- Your goal: Which lines of the entries below include "ApplicationHandler"? List them all.

- Saved data entries:
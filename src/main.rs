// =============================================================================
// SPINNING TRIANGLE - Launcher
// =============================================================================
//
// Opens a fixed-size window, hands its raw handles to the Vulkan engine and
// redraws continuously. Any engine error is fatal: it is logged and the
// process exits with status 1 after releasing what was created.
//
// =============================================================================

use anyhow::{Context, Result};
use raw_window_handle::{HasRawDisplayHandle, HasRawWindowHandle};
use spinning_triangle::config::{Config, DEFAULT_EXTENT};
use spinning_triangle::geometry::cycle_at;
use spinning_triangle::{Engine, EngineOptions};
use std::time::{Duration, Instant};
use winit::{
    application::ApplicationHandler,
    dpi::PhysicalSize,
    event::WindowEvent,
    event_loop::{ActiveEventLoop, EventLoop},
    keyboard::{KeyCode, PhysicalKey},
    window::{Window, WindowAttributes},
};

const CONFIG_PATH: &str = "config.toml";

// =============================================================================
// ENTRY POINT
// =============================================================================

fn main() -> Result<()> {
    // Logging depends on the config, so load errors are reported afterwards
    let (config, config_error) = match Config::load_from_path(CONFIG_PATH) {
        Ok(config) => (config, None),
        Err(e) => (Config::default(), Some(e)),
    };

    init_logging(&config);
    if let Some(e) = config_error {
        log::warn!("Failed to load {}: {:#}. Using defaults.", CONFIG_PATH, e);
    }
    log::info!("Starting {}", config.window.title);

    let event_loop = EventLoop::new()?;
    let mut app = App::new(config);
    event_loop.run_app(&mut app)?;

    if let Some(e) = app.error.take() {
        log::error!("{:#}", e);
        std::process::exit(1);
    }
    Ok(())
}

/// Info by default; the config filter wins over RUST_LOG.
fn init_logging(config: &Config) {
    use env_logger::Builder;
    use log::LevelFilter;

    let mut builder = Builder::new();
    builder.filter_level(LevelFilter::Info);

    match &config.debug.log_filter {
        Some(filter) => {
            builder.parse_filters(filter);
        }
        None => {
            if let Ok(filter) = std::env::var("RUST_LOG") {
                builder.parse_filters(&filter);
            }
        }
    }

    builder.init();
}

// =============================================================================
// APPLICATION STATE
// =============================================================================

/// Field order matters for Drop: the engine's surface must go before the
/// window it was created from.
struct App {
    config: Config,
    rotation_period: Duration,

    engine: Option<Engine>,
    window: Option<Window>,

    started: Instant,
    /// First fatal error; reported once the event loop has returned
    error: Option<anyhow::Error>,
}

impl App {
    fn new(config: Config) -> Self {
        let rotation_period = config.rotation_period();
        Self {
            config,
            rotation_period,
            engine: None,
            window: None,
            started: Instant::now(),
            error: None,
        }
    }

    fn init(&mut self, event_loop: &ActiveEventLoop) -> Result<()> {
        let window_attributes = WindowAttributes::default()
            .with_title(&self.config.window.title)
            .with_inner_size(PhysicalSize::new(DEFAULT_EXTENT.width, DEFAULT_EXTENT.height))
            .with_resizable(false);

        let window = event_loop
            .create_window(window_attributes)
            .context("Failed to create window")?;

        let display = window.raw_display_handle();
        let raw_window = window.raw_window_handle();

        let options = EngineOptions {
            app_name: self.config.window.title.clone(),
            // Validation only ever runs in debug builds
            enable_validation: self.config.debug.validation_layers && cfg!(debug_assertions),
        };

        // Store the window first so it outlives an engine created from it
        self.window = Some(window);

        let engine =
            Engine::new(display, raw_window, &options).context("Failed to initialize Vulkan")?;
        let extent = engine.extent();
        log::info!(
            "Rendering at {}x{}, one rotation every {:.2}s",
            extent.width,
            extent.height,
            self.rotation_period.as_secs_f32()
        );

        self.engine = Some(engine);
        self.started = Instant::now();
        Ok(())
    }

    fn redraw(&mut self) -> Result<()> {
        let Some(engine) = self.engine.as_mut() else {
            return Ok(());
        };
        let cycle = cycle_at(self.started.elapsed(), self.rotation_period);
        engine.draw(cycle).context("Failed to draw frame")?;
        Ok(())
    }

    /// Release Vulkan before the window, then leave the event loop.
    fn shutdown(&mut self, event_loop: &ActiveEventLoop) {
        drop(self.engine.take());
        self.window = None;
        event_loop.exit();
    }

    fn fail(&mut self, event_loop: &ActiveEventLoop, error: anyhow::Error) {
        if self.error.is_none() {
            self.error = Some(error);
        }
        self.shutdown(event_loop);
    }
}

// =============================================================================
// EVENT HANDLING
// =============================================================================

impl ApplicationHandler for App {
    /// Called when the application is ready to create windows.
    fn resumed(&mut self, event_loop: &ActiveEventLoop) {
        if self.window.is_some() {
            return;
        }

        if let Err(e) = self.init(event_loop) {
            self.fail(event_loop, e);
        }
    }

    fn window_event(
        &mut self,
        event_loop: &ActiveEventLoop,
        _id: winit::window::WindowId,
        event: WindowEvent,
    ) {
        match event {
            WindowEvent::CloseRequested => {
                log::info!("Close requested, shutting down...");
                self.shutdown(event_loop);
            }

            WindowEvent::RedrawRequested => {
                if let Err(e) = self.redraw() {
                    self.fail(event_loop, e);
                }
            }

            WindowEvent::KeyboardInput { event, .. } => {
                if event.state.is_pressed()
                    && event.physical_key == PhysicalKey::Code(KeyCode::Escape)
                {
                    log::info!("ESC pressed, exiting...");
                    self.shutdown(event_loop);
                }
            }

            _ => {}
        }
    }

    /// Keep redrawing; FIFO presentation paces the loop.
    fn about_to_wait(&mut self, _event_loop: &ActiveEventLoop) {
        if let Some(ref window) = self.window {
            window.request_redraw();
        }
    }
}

...

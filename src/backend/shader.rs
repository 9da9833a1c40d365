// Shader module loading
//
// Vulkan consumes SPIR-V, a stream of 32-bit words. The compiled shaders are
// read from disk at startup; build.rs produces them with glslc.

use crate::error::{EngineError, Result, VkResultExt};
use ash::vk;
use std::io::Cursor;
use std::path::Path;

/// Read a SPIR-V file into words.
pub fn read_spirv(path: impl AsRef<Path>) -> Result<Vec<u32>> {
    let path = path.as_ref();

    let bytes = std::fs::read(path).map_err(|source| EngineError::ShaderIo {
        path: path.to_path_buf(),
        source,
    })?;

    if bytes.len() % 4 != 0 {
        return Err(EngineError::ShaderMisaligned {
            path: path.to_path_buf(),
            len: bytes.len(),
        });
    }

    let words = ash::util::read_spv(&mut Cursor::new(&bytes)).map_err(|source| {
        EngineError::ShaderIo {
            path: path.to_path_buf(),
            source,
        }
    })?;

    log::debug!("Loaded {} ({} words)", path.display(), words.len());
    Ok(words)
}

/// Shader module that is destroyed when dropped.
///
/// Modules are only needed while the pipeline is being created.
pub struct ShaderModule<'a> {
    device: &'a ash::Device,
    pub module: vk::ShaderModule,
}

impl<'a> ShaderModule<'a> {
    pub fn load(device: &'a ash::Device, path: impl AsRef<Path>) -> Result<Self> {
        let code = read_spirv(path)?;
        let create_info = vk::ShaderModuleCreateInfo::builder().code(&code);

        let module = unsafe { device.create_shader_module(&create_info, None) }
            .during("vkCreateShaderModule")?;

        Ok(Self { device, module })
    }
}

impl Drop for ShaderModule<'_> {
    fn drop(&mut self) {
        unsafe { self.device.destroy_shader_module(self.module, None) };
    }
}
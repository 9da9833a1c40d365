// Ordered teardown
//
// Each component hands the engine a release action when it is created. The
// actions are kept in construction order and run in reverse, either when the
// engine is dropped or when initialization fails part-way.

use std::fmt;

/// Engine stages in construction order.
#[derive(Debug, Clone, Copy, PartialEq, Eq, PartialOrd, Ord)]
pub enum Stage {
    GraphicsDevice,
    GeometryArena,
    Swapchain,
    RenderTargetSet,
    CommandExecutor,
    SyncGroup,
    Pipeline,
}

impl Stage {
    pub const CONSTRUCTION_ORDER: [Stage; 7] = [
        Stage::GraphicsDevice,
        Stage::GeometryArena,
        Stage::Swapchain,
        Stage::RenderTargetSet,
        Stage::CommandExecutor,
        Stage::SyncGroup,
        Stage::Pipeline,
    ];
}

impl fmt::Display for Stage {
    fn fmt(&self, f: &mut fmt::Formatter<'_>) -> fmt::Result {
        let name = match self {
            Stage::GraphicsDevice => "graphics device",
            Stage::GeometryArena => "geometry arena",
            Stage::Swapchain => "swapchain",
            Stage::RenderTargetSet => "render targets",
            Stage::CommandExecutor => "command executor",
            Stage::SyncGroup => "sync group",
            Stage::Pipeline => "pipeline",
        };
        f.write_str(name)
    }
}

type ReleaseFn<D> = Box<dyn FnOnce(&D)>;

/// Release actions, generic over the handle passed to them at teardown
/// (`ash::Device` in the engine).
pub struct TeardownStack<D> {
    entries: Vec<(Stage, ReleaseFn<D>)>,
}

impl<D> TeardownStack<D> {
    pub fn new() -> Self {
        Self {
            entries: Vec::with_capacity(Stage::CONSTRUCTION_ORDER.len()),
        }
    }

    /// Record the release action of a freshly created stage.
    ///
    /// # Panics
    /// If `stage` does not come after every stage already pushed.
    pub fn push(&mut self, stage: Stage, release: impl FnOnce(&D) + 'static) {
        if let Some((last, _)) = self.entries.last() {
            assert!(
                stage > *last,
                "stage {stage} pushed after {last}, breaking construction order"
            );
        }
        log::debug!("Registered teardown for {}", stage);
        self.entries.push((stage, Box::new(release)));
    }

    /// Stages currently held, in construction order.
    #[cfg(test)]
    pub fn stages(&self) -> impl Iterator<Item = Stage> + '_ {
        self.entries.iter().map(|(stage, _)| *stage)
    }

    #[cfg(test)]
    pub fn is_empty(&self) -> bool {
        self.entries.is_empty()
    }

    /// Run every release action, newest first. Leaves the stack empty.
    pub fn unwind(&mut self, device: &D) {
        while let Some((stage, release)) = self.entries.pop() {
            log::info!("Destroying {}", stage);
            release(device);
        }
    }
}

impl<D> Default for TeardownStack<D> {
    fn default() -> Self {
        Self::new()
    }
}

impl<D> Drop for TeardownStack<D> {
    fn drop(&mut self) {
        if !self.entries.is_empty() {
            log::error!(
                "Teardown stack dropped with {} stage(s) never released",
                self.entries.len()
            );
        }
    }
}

- Answer section:
    application::ApplicationHandler,
impl ApplicationHandler for App {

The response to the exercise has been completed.